Irina Rozovsky: In fact, the very first image in the book (not counting the images on the cover) was originally the very last one. I like the idea of the book being read backwards in the same way as it’s read front to back. (In Hebrew, you flip the other way.) It’s a way to get back to the beginning when there was nothing—the man running like a speck down the mountain could be the last man on earth, but could just as well be the first. And in the last photo there is a release (as opposed to resolution). It’s a chance to start over, a clean start, one of the first days. There was light. The history of mankind, with all its troubles, is just another story. I don’t know a better way to say it than what Chris Killip writes at the beginning of In Flagrante: The book is a fiction about metaphor.

If readers could leave with half of what you responded to, I’d be thrilled. But, two short anecdotes: 1) A curator of a Jewish institution who was recently looking at the work didn’t approve of the project on the basis that Israel here was unrecognizable, and went as far as suspecting that I had made some images in the Hamptons and Upstate New York. 2) A Haitian security guard who worked at the entrance of the photo lab I frequented when I was producing the work once asked what I was working on. When I told him I had made photographs in Israel he was awestruck and exclaimed: “If I told anyone at home that I know someone who’s been to the birthplace of Jesus, they wouldn’t believe me.”

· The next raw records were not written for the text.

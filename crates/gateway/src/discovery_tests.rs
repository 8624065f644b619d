// SPDX-License-Identifier: BUSL-1.1
// Copyright (c) 2026 Alfred Jean LLC

use super::*;

#[test]
fn passthrough_phrases_flip_the_flag() {
    assert_eq!(discover("passthrough enabled.").passthrough, Some(true));
    assert_eq!(discover("passthrough disabled.").passthrough, Some(false));
    assert_eq!(discover("nothing of note").passthrough, None);
}

#[test]
fn tmux_header_sets_target() {
    let found = discover("[tmux shell]\n$ ls\nfile.txt");
    assert_eq!(found.target.as_deref(), Some("shell"));
}

#[test]
fn none_target_header_is_ignored() {
    assert_eq!(discover("[tmux none]\npassthrough disabled.").target, None);
}

#[test]
fn explicit_target_set_wins_over_header() {
    let found = discover("[tmux old]\nTarget set to `new`");
    assert_eq!(found.target.as_deref(), Some("new"));
}

#[yare::parameterized(
    auto = { "stream_mode auto", StreamMode::Auto },
    on = { "stream_mode on", StreamMode::On },
    off = { "stream_mode off", StreamMode::Off },
)]
fn stream_mode_parsed(output: &str, expected: StreamMode) {
    assert_eq!(discover(output).stream_mode, Some(expected));
}

#[test]
fn combined_state_reply() {
    let output = "[tmux work]\npassthrough enabled.\nstream_mode off\ncapture_lines 40";
    let found = discover(output);
    assert_eq!(found.passthrough, Some(true));
    assert_eq!(found.target.as_deref(), Some("work"));
    assert_eq!(found.stream_mode, Some(StreamMode::Off));
}

#[test]
fn plain_output_discovers_nothing() {
    assert_eq!(discover("total 4\n-rw-r--r-- file"), Discovery::default());
}
// SPDX-License-Identifier: BUSL-1.1
// Copyright (c) 2026 Alfred Jean LLC

use clap::Parser;

use tfclaw_viewer::client::{self, ViewerArgs};

#[tokio::main]
async fn main() {
    let args = ViewerArgs::parse();

    tracing_subscriber::fmt()
        .with_env_filter(
            tracing_subscriber::EnvFilter::try_from_default_env()
                .unwrap_or_else(|_| tracing_subscriber::EnvFilter::new("warn")),
        )
        .init();

    match client::run(args).await {
        Ok(code) => std::process::exit(code),
        Err(e) => {
            eprintln!("error: {e}");
            std::process::exit(1);
        }
    }
}
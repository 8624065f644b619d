// SPDX-License-Identifier: BUSL-1.1
// Copyright (c) 2026 Alfred Jean LLC

use super::*;

fn base_args() -> Vec<&'static str> {
    vec!["tfclaw-agent", "--token", "tkn-abcdefghij"]
}

fn defaults() -> AgentConfig {
    AgentConfig::parse_from(base_args())
}

#[test]
fn default_values() {
    let config = defaults();
    assert_eq!(config.relay_url, "ws://127.0.0.1:8787/ws");
    assert_eq!(config.start_terminals, 1);
    assert_eq!(config.poll_ms, 250);
    assert_eq!(config.capture_lines, 300);
    assert_eq!(config.max_delta_chars, 4_000);
    assert_eq!(config.max_local_buffer, 12_000);
    assert!(config.reset_on_boot);
    assert!(!config.persist_session_on_shutdown);
    assert!(config.validate().is_ok());
}

#[test]
fn short_token_rejected() {
    let mut config = defaults();
    config.token = "short".to_owned();
    assert!(config.validate().is_err());
}

#[test]
fn relay_url_must_be_websocket() {
    let mut config = defaults();
    config.relay_url = "http://relay.example/ws".to_owned();
    assert!(config.validate().is_err());
}

#[test]
fn connect_url_appends_role_and_token() {
    let config = defaults();
    assert_eq!(
        config.connect_url(),
        "ws://127.0.0.1:8787/ws?role=agent&token=tkn-abcdefghij"
    );
}

#[test]
fn connect_url_respects_existing_query() {
    let mut config = defaults();
    config.relay_url = "wss://relay.example/ws?keep=1".to_owned();
    assert_eq!(
        config.connect_url(),
        "wss://relay.example/ws?keep=1&role=agent&token=tkn-abcdefghij"
    );
}

#[test]
fn tmux_base_args_split_on_whitespace() {
    let mut config = defaults();
    config.tmux_base_args = Some("-L tfclaw".to_owned());
    assert_eq!(config.tmux_config().base_args, vec!["-L", "tfclaw"]);
}

#[test]
fn reset_on_boot_accepts_explicit_false() {
    let config =
        AgentConfig::parse_from(["tfclaw-agent", "--token", "tkn-abcdefghij", "--reset-on-boot", "false"]);
    assert!(!config.reset_on_boot);
}

#[test]
fn explicit_agent_id_wins() {
    let mut config = defaults();
    config.agent_id = Some("workstation-1".to_owned());
    assert_eq!(config.effective_agent_id(), "workstation-1");
}
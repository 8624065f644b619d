// SPDX-License-Identifier: BUSL-1.1
// Copyright (c) 2026 Alfred Jean LLC

//! Progress coalescing: one evolving "live" message per in-flight request.
//!
//! The chat platform here has no in-place edits, so the scheme is send-new +
//! delete-old after a short delay; at most one current progress message is
//! the observable property.

use std::sync::Arc;
use std::time::Duration;

use tokio::sync::mpsc;

use crate::chat::ChatPlatform;

/// Notice posted once when streaming is off and updates keep arriving.
pub const WAITING_NOTICE: &str = "Tfclaw is waiting for Generating...";

/// How streamed updates reach the chat.
#[derive(Debug, Clone, Copy, PartialEq, Eq)]
pub enum StreamMode {
    Auto,
    On,
    Off,
}

impl StreamMode {
    pub fn as_str(&self) -> &'static str {
        match self {
            Self::Auto => "auto",
            Self::On => "on",
            Self::Off => "off",
        }
    }

    pub fn parse(s: &str) -> Option<Self> {
        match s {
            "auto" => Some(Self::Auto),
            "on" => Some(Self::On),
            "off" => Some(Self::Off),
            _ => None,
        }
    }
}

enum ProgressMsg {
    Update(String),
    Final(String),
    Stop,
}

/// Handle on one progress session. Cloneable; the worker task serializes all
/// platform calls for the session.
#[derive(Clone)]
pub struct ProgressSession {
    tx: mpsc::UnboundedSender<ProgressMsg>,
    pub request_id: String,
}

impl ProgressSession {
    /// Open a session for `request_id` and spawn its serialized worker.
    pub fn open(
        platform: Arc<dyn ChatPlatform>,
        channel: String,
        chat_id: String,
        request_id: String,
        stream_mode: StreamMode,
        recall_delay: Duration,
    ) -> Self {
        let (tx, rx) = mpsc::unbounded_channel();
        tokio::spawn(worker(platform, channel, chat_id, stream_mode, recall_delay, rx));
        Self { tx, request_id }
    }

    /// Queue a streamed update.
    pub fn update(&self, body: String) {
        let _ = self.tx.send(ProgressMsg::Update(body));
    }

    /// Queue the final reply; the worker posts it after every pending update
    /// and then exits.
    pub fn finish(&self, body: String) {
        let _ = self.tx.send(ProgressMsg::Final(body));
    }

    /// Stop the session without a final message (superseded by a newer
    /// request on the same chat). Pending updates are discarded.
    pub fn stop(&self) {
        let _ = self.tx.send(ProgressMsg::Stop);
    }
}

async fn worker(
    platform: Arc<dyn ChatPlatform>,
    channel: String,
    chat_id: String,
    stream_mode: StreamMode,
    recall_delay: Duration,
    mut rx: mpsc::UnboundedReceiver<ProgressMsg>,
) {
    let mut last_body: Option<String> = None;
    let mut last_message_id: Option<String> = None;
    let mut sent_first = false;
    let mut notice_sent = false;

    while let Some(msg) = rx.recv().await {
        match msg {
            ProgressMsg::Update(body) => {
                if last_body.as_deref() == Some(body.as_str()) {
                    continue;
                }
                last_body = Some(body.clone());

                if stream_mode == StreamMode::Off {
                    if !sent_first {
                        sent_first = true;
                        if let Ok(id) = platform.send_message(&channel, &chat_id, &body).await {
                            last_message_id = Some(id);
                        }
                    } else if !notice_sent {
                        notice_sent = true;
                        if let Ok(id) =
                            platform.send_message(&channel, &chat_id, WAITING_NOTICE).await
                        {
                            last_message_id = Some(id);
                        }
                    }
                    // Later updates are suppressed.
                    continue;
                }

                sent_first = true;
                let previous = last_message_id.take();
                if let Ok(id) = platform.send_message(&channel, &chat_id, &body).await {
                    last_message_id = Some(id);
                }
                schedule_recall(&platform, &channel, &chat_id, previous, recall_delay);
            }
            ProgressMsg::Final(body) => {
                let previous = last_message_id.take();
                let _ = platform.send_message(&channel, &chat_id, &body).await;
                schedule_recall(&platform, &channel, &chat_id, previous, recall_delay);
                return;
            }
            ProgressMsg::Stop => return,
        }
    }
}

/// Delete a superseded progress message after the recall delay.
fn schedule_recall(
    platform: &Arc<dyn ChatPlatform>,
    channel: &str,
    chat_id: &str,
    message_id: Option<String>,
    delay: Duration,
) {
    let Some(message_id) = message_id else { return };
    let platform = Arc::clone(platform);
    let channel = channel.to_owned();
    let chat_id = chat_id.to_owned();
    tokio::spawn(async move {
        tokio::time::sleep(delay).await;
        if let Err(e) = platform.delete_message(&channel, &chat_id, &message_id).await {
            tracing::debug!(err = %e, "progress recall failed");
        }
    });
}

#[cfg(test)]
#[path = "progress_tests.rs"]
mod tests;
// SPDX-License-Identifier: BUSL-1.1
// Copyright (c) 2026 Alfred Jean LLC

use clap::Parser;
use tracing::error;

use tfclaw_relay::config::RelayConfig;

#[tokio::main]
async fn main() {
    let config = RelayConfig::parse();

    tracing_subscriber::fmt()
        .with_env_filter(
            tracing_subscriber::EnvFilter::try_from_default_env()
                .unwrap_or_else(|_| tracing_subscriber::EnvFilter::new("info")),
        )
        .init();

    if let Err(e) = tfclaw_relay::run(config).await {
        error!("fatal: {e:#}");
        std::process::exit(1);
    }
}
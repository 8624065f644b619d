// SPDX-License-Identifier: BUSL-1.1
// Copyright (c) 2026 Alfred Jean LLC

//! In-memory chat platform for exercising the router and coalescer.

use std::sync::atomic::{AtomicU64, Ordering};

use async_trait::async_trait;
use parking_lot::Mutex;

use crate::chat::ChatPlatform;

/// One recorded platform call.
#[derive(Debug, Clone, PartialEq, Eq)]
pub enum PlatformCall {
    Send { id: String, text: String },
    Delete { id: String },
    React { message_id: String, emoji: String },
    Image { id: String, mime_type: String, caption: String },
}

/// Chat platform that records every call and never fails.
#[derive(Default)]
pub struct FakePlatform {
    next_id: AtomicU64,
    pub calls: Mutex<Vec<PlatformCall>>,
}

impl FakePlatform {
    pub fn new() -> Self {
        Self::default()
    }

    fn next(&self) -> String {
        (self.next_id.fetch_add(1, Ordering::Relaxed) + 1).to_string()
    }

    /// All recorded calls, in order.
    pub fn recorded(&self) -> Vec<PlatformCall> {
        self.calls.lock().clone()
    }

    /// Texts of sent messages, in order.
    pub fn sent_texts(&self) -> Vec<String> {
        self.calls
            .lock()
            .iter()
            .filter_map(|c| match c {
                PlatformCall::Send { text, .. } => Some(text.clone()),
                _ => None,
            })
            .collect()
    }

    /// Ids of deleted messages, in order.
    pub fn deleted_ids(&self) -> Vec<String> {
        self.calls
            .lock()
            .iter()
            .filter_map(|c| match c {
                PlatformCall::Delete { id } => Some(id.clone()),
                _ => None,
            })
            .collect()
    }
}

#[async_trait]
impl ChatPlatform for FakePlatform {
    async fn send_message(
        &self,
        _channel: &str,
        _chat_id: &str,
        text: &str,
    ) -> anyhow::Result<String> {
        let id = self.next();
        self.calls.lock().push(PlatformCall::Send { id: id.clone(), text: text.to_owned() });
        Ok(id)
    }

    async fn delete_message(
        &self,
        _channel: &str,
        _chat_id: &str,
        message_id: &str,
    ) -> anyhow::Result<()> {
        self.calls.lock().push(PlatformCall::Delete { id: message_id.to_owned() });
        Ok(())
    }

    async fn add_reaction(
        &self,
        _channel: &str,
        _chat_id: &str,
        message_id: &str,
        emoji: &str,
    ) -> anyhow::Result<()> {
        self.calls.lock().push(PlatformCall::React {
            message_id: message_id.to_owned(),
            emoji: emoji.to_owned(),
        });
        Ok(())
    }

    async fn send_image(
        &self,
        _channel: &str,
        _chat_id: &str,
        mime_type: &str,
        _image_base64: &str,
        caption: &str,
    ) -> anyhow::Result<String> {
        let id = self.next();
        self.calls.lock().push(PlatformCall::Image {
            id: id.clone(),
            mime_type: mime_type.to_owned(),
            caption: caption.to_owned(),
        });
        Ok(id)
    }
}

Here are two sides of the same coin that I attempt to flip in One to Nothing. On the one hand is Israel as a larger-than-life, mythological, intangible place that lives in our minds, whose exact image we struggle to conjure but hold very dear. On the other hand is Israel as a defined, real place—a small country delineated on a map like any other country, with a terrain that is similar to other terrains, and people who are living a common day-to-day. It is in the space between these two polarities that the reader has room to roam and visit, to believe and to doubt.

Stanly Wolukau-Wanambwa

Stanley Wolukau-Wanambwa is the editor of The Great Leap Sideways, a website primarily concerned with an attentive exploration of contemporary photography.